Doc closed her eyes for one second, then opened them hard. “Then we move fast enough to make that matter.”
Yuki tapped everyone’s shoulder one by one.
“Move in ninety seconds. Quiet until first shot. If I go down, Ghost leads. If Ghost goes down, Santos. If Santos goes down, Doc. If we all go down, Chen sends everything and runs.”
Chen gave a humorless smile. “I hate that I’m last in your confidence chain.”
“You’re last in gunfights,” Santos said. “First in data theft.”
They climbed out of the cavern by a root ladder the Wardens peeled open for them.
The night above smelled like hot metal and crushed fern. Node Heart’s pulse was louder now, almost like a second heartbeat under Yuki’s own.
Meridian floodlights swept the ridge in repeating arcs.
Rusk’s silhouette stood in the center of camp, headset on, arm slicing commands through the air.
Ghost settled behind a fallen trunk and whispered, “On your word.”
Yuki watched one full floodlight cycle, then another.
She remembered Rusk handing Webb his tablet that morning. She remembered the way Rusk had said, “Safe deployment window confirmed.”
Then she gave the only word left.
“Execute.”
Ghost fired.
The first light tower shattered.
Santos dropped into a sprint toward the jammer stakes.

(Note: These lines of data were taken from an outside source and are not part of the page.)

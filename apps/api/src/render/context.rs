use crate::i18n::{t, Key, Locale};
use crate::layout::{FontFamily, FontWeight};
use crate::models::ResumeData;
use crate::style::{font_mapping, resolve_palette, FontMapping, FontRole, Palette, Rgb};

/// Everything a template needs besides the resume content: resolved colors,
/// resolved font roles, and the display language.
#[derive(Debug, Clone, Copy)]
pub struct RenderContext {
    pub palette: Palette,
    pub fonts: FontMapping,
    pub locale: Locale,
}

impl RenderContext {
    pub fn for_resume(data: &ResumeData, default_locale: Locale) -> Self {
        Self {
            palette: resolve_palette(&data.settings.color_scheme),
            fonts: font_mapping(data.settings.font),
            locale: data.settings.locale_or(default_locale),
        }
    }

    pub fn label(&self, key: Key) -> &'static str {
        t(self.locale, key)
    }

    pub fn heading(&self, size: f32, color: Rgb) -> TextStyle {
        TextStyle::from_role(self.fonts.heading, size, color)
    }

    pub fn body(&self, size: f32, color: Rgb) -> TextStyle {
        TextStyle::from_role(self.fonts.body, size, color)
    }

    /// Body family at a heavier weight, for company names and similar.
    pub fn body_strong(&self, size: f32, color: Rgb) -> TextStyle {
        TextStyle {
            weight: FontWeight::Medium,
            ..self.body(size, color)
        }
    }

    /// `start - end`, with the localized "present" marker for current entries.
    pub fn date_range(&self, start: &str, end: &str, current: bool) -> String {
        let end = if current {
            self.label(Key::Present)
        } else {
            end.trim()
        };
        match (start.trim(), end) {
            ("", "") => String::new(),
            (s, "") => s.to_string(),
            ("", e) => e.to_string(),
            (s, e) => format!("{s} - {e}"),
        }
    }
}

#[derive(Debug, Clone, Copy, PartialEq)]
pub struct TextStyle {
    pub family: FontFamily,
    pub weight: FontWeight,
    pub size: f32,
    pub color: Rgb,
}

impl TextStyle {
    pub fn from_role(role: FontRole, size: f32, color: Rgb) -> Self {
        Self {
            family: role.family,
            weight: role.weight,
            size,
            color,
        }
    }

    pub fn width_of(&self, text: &str) -> f32 {
        self.family.measure_px(text, self.size, self.weight)
    }
}

#[cfg(test)]
mod tests {
    use super::*;
    use crate::style::FontChoice;

    #[test]
    fn test_date_range_variants() {
        let ctx = RenderContext::for_resume(&ResumeData::default(), Locale::Fr);
        assert_eq!(ctx.date_range("Jan 2022", "", true), "Jan 2022 - Présent");
        assert_eq!(ctx.date_range("Jan 2022", "Dec 2023", false), "Jan 2022 - Dec 2023");
        assert_eq!(ctx.date_range("Jan 2022", "Dec 2023", true), "Jan 2022 - Présent");
        assert_eq!(ctx.date_range("", "", false), "");
        assert_eq!(ctx.date_range("2019", "", false), "2019");
    }

    #[test]
    fn test_context_follows_settings_language_and_font() {
        let mut data = ResumeData::default();
        data.settings.language = Some("en".into());
        data.settings.font = FontChoice::Technical;
        let ctx = RenderContext::for_resume(&data, Locale::Fr);
        assert_eq!(ctx.locale, Locale::En);
        assert_eq!(ctx.fonts.body.family, FontFamily::JetBrainsMono);
        assert_eq!(ctx.date_range("2020", "", true), "2020 - Present");
    }

    #[test]
    fn test_missing_language_uses_default_locale() {
        let mut data = ResumeData::default();
        data.settings.language = None;
        let ctx = RenderContext::for_resume(&data, Locale::En);
        assert_eq!(ctx.locale, Locale::En);
    }
}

Chen jammed his splice key into a stolen Meridian terminal and pushed the false packet.
Yuki and Doc moved straight for the command tent while the camp snapped awake in gunfire and white alarm strobes.
Node Heart pulsed once, hard enough to make the ground jump under their boots.
The air filled with burnt propellant, wet soil, and the electric tang of overloaded suppressors.